Task objective: Return the data below exactly, stopping after the line with "use tokio::sync::mpsc;".

(Dataset entries)
#![allow(dead_code)]

use std::sync::Arc;

use axum::{
    body::{to_bytes, Body},
    http::{Method, Request},
    response::Response,
    Router,
};
use rust_decimal::Decimal;
use serde_json::Value;
use stock_ledger::{
    auth::{Actor, Role, ACTOR_ID_HEADER, ACTOR_ROLE_HEADER},
    config::{AppConfig, LedgerSettings},
    db::{self, DbPool},
    entities::{customer, item},
    events::{self, Event, EventSender},
    services::{
        customers::CreateCustomerRequest, items::CreateItemRequest, CustomerService, ItemService,
        LedgerEngine,
    },
    AppState,
};
use tempfile::TempDir;
use tokio::sync::mpsc;
use tower::ServiceExt;
use uuid::Uuid;

pub fn admin() -> Actor {
    Actor::new(Uuid::new_v4(), Role::Admin)
}

pub fn staff() -> Actor {
    Actor::new(Uuid::new_v4(), Role::Staff)
}

pub fn viewer() -> Actor {
    Actor::new(Uuid::new_v4(), Role::Viewer)
}

fn test_config(db_dir: &TempDir) -> AppConfig {
    let db_path = db_dir.path().join("ledger_test.db");
    let mut cfg = AppConfig::new(
        format!("sqlite://{}?mode=rwc", db_path.display()),
        "127.0.0.1".to_string(),
        18_080,
        "test".to_string(),
    );
    cfg.auto_migrate = true;
    cfg.db_max_connections = 1;
    cfg.db_min_connections = 1;
    cfg.ledger_commit_timeout_ms = 30_000;
    cfg.db_acquire_timeout_secs = 30;
    cfg
}

/// Fresh migrated SQLite database in a temporary directory.
pub async fn test_db() -> (Arc<DbPool>, TempDir) {
    test_db_with(|_| {}).await
}

/// Same as [`test_db`] with `configure` applied to the test config first.
pub async fn test_db_with(configure: impl FnOnce(&mut AppConfig)) -> (Arc<DbPool>, TempDir) {
    let dir = TempDir::new().expect("create temp dir");
    let mut cfg = test_config(&dir);
    configure(&mut cfg);
    let pool = db::establish_connection_from_app_config(&cfg)
        .await
        .expect("failed to create test database");
    db::run_migrations(&pool)
        .await
        .expect("failed to run migrations in tests");
    (Arc::new(pool), dir)
}

/// Services wired to a channel the test can read events from.
pub struct LedgerHarness {
    pub db: Arc<DbPool>,
    pub ledger: LedgerEngine,
    pub items: ItemService,
    pub customers: CustomerService,
    pub events: mpsc::Receiver<Event>,
    _db_dir: TempDir,
}

impl LedgerHarness {
    pub async fn new() -> Self {
        Self::with_settings(LedgerSettings {
            commit_timeout: std::time::Duration::from_secs(30),
            ..LedgerSettings::default()
        })
        .await
    }

    pub async fn with_settings(settings: LedgerSettings) -> Self {
        let (db, dir) = test_db().await;
        Self::assemble(db, dir, settings)
    }

    /// Harness whose database and ledger follow `configure`d application config.
    pub async fn with_config(configure: impl FnOnce(&mut AppConfig)) -> Self {
        let mut settings = None;
        let (db, dir) = test_db_with(|cfg| {
            configure(cfg);
            settings = Some(cfg.ledger_settings());
        })
        .await;
        Self::assemble(db, dir, settings.unwrap_or_default())
    }

    fn assemble(db: Arc<DbPool>, dir: TempDir, settings: LedgerSettings) -> Self {
        let (tx, rx) = mpsc::channel(1024);
        let sender = EventSender::new(tx);
        Self {
            ledger: LedgerEngine::new(db.clone(), sender.clone(), settings),
            items: ItemService::new(db.clone(), sender.clone()),
            customers: CustomerService::new(db.clone(), sender),
            db,
            events: rx,
            _db_dir: dir,
        }
    }

    pub async fn seed_item(&self, sku: &str, initial_qty: Decimal, min_threshold: Decimal) -> item::Model {
        self.items
            .create_item(item_request(sku, initial_qty, min_threshold), admin())
            .await
            .expect("seed item")
    }

    pub async fn seed_customer(&self, name: &str) -> customer::Model {
        self.customers
            .create_customer(customer_request(name), admin())
            .await
            .expect("seed customer")
    }

    /// Events published so far, without waiting for more.
    pub fn drain_events(&mut self) -> Vec<Event> {
        let mut out = Vec::new();
        while let Ok(event) = self.events.try_recv() {
            out.push(event);
        }
        out
    }
}

pub fn item_request(sku: &str, initial_qty: Decimal, min_threshold: Decimal) -> CreateItemRequest {
    CreateItemRequest {
        sku: sku.to_string(),
        name: format!("Item {}", sku),
        category: "General".to_string(),
        unit: "pcs".to_string(),
        initial_qty,
        min_threshold,
        location: None,
    }
}

pub fn customer_request(name: &str) -> CreateCustomerRequest {
    CreateCustomerRequest {
        name: name.to_string(),
        email: None,
        phone: None,
        address: None,
    }
}

/// Full HTTP application backed by a temporary SQLite database.
pub struct TestApp {
    router: Router,
    pub state: AppState,
    _db_dir: TempDir,
    _event_task: tokio::task::JoinHandle<()>,
}

impl TestApp {
    pub async fn new() -> Self {
        let (db, dir) = test_db().await;
        let cfg = test_config(&dir);

        let (event_tx, event_rx) = mpsc::channel(256);
        let event_sender = EventSender::new(event_tx);
        let event_task = tokio::spawn(events::process_events(event_rx));

        let state = AppState::new(db, cfg, event_sender);
        let router = stock_ledger::build_router(state.clone());

        Self {
            router,
            state,
            _db_dir: dir,
            _event_task: event_task,
        }
    }

    /// Send a request, identifying as `actor` when given.
    pub async fn request(
        &self,
        method: Method,
        uri: &str,
        body: Option<Value>,
        actor: Option<&Actor>,
    ) -> Response {
        let mut builder = Request::builder().method(method).uri(uri);

        if let Some(actor) = actor {
            builder = builder
                .header(ACTOR_ID_HEADER, actor.user_id.to_string())
                .header(ACTOR_ROLE_HEADER, actor.role.to_string());
        }

        let body = if let Some(json) = body {
            builder = builder.header("content-type", "application/json");
            Body::from(serde_json::to_vec(&json).expect("failed to serialize json request body"))
        } else {
            Body::empty()
        };

        let request = builder.body(body).expect("failed to build request");
        self.router
            .clone()
            .oneshot(request)
            .await
            .expect("router error during test request")
    }
}

impl Drop for TestApp {
    fn drop(&mut self) {
        self._event_task.abort();
    }
}

pub async fn read_json(response: Response) -> Value {
    let bytes = to_bytes(response.into_body(), usize::MAX)
        .await
        .expect("read response body");
    serde_json::from_slice(&bytes).expect("response body is JSON")
}

/// Decimal fields serialize as strings.
pub fn decimal_at(value: &Value, pointer: &str) -> Decimal {
    let raw = value
        .pointer(pointer)
        .unwrap_or_else(|| panic!("missing {} in {}", pointer, value));
    match raw {
        Value::String(s) => s.parse().expect("decimal string"),
        Value::Number(n) => n.to_string().parse().expect("decimal number"),
        other => panic!("unexpected decimal representation {}", other),
    }
}
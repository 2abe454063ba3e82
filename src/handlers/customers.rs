use crate::{
    auth::Actor,
    entities::{customer, movement},
    errors::ServiceError,
    services::customers::{CreateCustomerRequest, CustomerFilter, UpdateCustomerRequest},
    ApiResponse, ApiResult, AppState,
};
use axum::{
    extract::{Json, Path, Query, State},
    http::StatusCode,
    routing::get,
    Router,
};
use uuid::Uuid;

/// Customer directory routes
pub fn customers_router() -> Router<AppState> {
    Router::new()
        .route("/customers", get(list_customers).post(create_customer))
        .route(
            "/customers/:id",
            get(get_customer).put(update_customer).delete(delete_customer),
        )
        .route("/customers/:id/deliveries", get(customer_deliveries))
}

#[utoipa::path(
    post,
    path = "/api/v1/customers",
    request_body = CreateCustomerRequest,
    responses(
        (status = 201, description = "Customer created", body = crate::ApiResponse<customer::Model>),
        (status = 400, description = "Invalid request", body = crate::errors::ErrorResponse),
        (status = 403, description = "Admin role required", body = crate::errors::ErrorResponse)
    ),
    tag = "customers"
)]
pub async fn create_customer(
    State(state): State<AppState>,
    actor: Actor,
    Json(payload): Json<CreateCustomerRequest>,
) -> Result<(StatusCode, Json<ApiResponse<customer::Model>>), ServiceError> {
    let created = state
        .services
        .customers
        .create_customer(payload, actor)
        .await?;
    Ok((StatusCode::CREATED, Json(ApiResponse::success(created))))
}

#[utoipa::path(
    get,
    path = "/api/v1/customers",
    params(CustomerFilter),
    responses(
        (status = 200, description = "Customers returned", body = crate::ApiResponse<Vec<customer::Model>>),
        (status = 401, description = "Missing actor headers", body = crate::errors::ErrorResponse)
    ),
    tag = "customers"
)]
pub async fn list_customers(
    State(state): State<AppState>,
    _actor: Actor,
    Query(filter): Query<CustomerFilter>,
) -> ApiResult<Vec<customer::Model>> {
    let customers = state.services.customers.list_customers(filter).await?;
    Ok(Json(ApiResponse::success(customers)))
}

#[utoipa::path(
    get,
    path = "/api/v1/customers/{id}",
    params(("id" = Uuid, Path, description = "Customer ID")),
    responses(
        (status = 200, description = "Customer returned", body = crate::ApiResponse<customer::Model>),
        (status = 404, description = "Customer not found", body = crate::errors::ErrorResponse)
    ),
    tag = "customers"
)]
pub async fn get_customer(
    State(state): State<AppState>,
    _actor: Actor,
    Path(id): Path<Uuid>,
) -> ApiResult<customer::Model> {
    let customer = state.services.customers.get_customer(id).await?;
    Ok(Json(ApiResponse::success(customer)))
}

#[utoipa::path(
    put,
    path = "/api/v1/customers/{id}",
    params(("id" = Uuid, Path, description = "Customer ID")),
    request_body = UpdateCustomerRequest,
    responses(
        (status = 200, description = "Customer updated", body = crate::ApiResponse<customer::Model>),
        (status = 403, description = "Admin role required", body = crate::errors::ErrorResponse),
        (status = 404, description = "Customer not found", body = crate::errors::ErrorResponse)
    ),
    tag = "customers"
)]
pub async fn update_customer(
    State(state): State<AppState>,
    actor: Actor,
    Path(id): Path<Uuid>,
    Json(payload): Json<UpdateCustomerRequest>,
) -> ApiResult<customer::Model> {
    let updated = state
        .services
        .customers
        .update_customer(id, payload, actor)
        .await?;
    Ok(Json(ApiResponse::success(updated)))
}

/// Delete a customer no movement references
#[utoipa::path(
    delete,
    path = "/api/v1/customers/{id}",
    params(("id" = Uuid, Path, description = "Customer ID")),
    responses(
        (status = 204, description = "Customer deleted"),
        (status = 403, description = "Admin role required", body = crate::errors::ErrorResponse),
        (status = 404, description = "Customer not found", body = crate::errors::ErrorResponse),
        (status = 409, description = "Customer is referenced by movements", body = crate::errors::ErrorResponse)
    ),
    tag = "customers"
)]
pub async fn delete_customer(
    State(state): State<AppState>,
    actor: Actor,
    Path(id): Path<Uuid>,
) -> Result<StatusCode, ServiceError> {
    state.services.customers.delete_customer(id, actor).await?;
    Ok(StatusCode::NO_CONTENT)
}

/// Outbound movements delivered to the customer
#[utoipa::path(
    get,
    path = "/api/v1/customers/{id}/deliveries",
    params(("id" = Uuid, Path, description = "Customer ID")),
    responses(
        (status = 200, description = "Deliveries returned", body = crate::ApiResponse<Vec<movement::Model>>),
        (status = 404, description = "Customer not found", body = crate::errors::ErrorResponse)
    ),
    tag = "customers"
)]
pub async fn customer_deliveries(
    State(state): State<AppState>,
    _actor: Actor,
    Path(id): Path<Uuid>,
) -> ApiResult<Vec<movement::Model>> {
    let deliveries = state.services.ledger.customer_deliveries(id).await?;
    Ok(Json(ApiResponse::success(deliveries)))
}
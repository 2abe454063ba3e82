//! Bounds for stored stock quantities.
//!
//! SQLite keeps decimal columns as REAL, so a quantity survives a round trip
//! only while it fits in the significant digits a double holds. Quantities are
//! therefore limited to `QUANTITY_SCALE` fractional digits and magnitudes
//! below `QUANTITY_LIMIT` (14 significant digits), and values read back are
//! snapped onto that grid again.

use rust_decimal::Decimal;

/// Maximum number of fractional digits of any quantity.
pub const QUANTITY_SCALE: u32 = 6;

/// Exclusive upper bound for the magnitude of any quantity or balance.
pub const QUANTITY_LIMIT: Decimal = Decimal::from_parts(100_000_000, 0, 0, false, 0);

/// Why a quantity cannot be stored exactly.
#[derive(Debug, Clone, Copy, PartialEq, Eq)]
pub enum QuantityError {
    TooPrecise,
    TooLarge,
}

impl std::fmt::Display for QuantityError {
    fn fmt(&self, f: &mut std::fmt::Formatter<'_>) -> std::fmt::Result {
        match self {
            QuantityError::TooPrecise => {
                write!(f, "at most {} decimal places are supported", QUANTITY_SCALE)
            }
            QuantityError::TooLarge => {
                write!(f, "magnitude must stay below {}", QUANTITY_LIMIT)
            }
        }
    }
}

/// Checks that `value` can be stored and read back without rounding.
pub fn check(value: Decimal) -> Result<(), QuantityError> {
    if value.normalize().scale() > QUANTITY_SCALE {
        return Err(QuantityError::TooPrecise);
    }
    if value.abs() >= QUANTITY_LIMIT {
        return Err(QuantityError::TooLarge);
    }
    Ok(())
}

/// Snaps a value read from storage back onto the quantity grid.
pub fn canonical(value: Decimal) -> Decimal {
    value.round_dp(QUANTITY_SCALE)
}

Task result:
#![allow(dead_code)]

use std::sync::Arc;

use axum::{
    body::{to_bytes, Body},
    http::{Method, Request},
    response::Response,
    Router,
};
use rust_decimal::Decimal;
use serde_json::Value;
use stock_ledger::{
    auth::{Actor, Role, ACTOR_ID_HEADER, ACTOR_ROLE_HEADER},
    config::{AppConfig, LedgerSettings},
    db::{self, DbPool},
    entities::{customer, item},
    events::{self, Event, EventSender},
    services::{
        customers::CreateCustomerRequest, items::CreateItemRequest, CustomerService, ItemService,
        LedgerEngine,
    },
    AppState,
};
use tempfile::TempDir;
use tokio::sync::mpsc;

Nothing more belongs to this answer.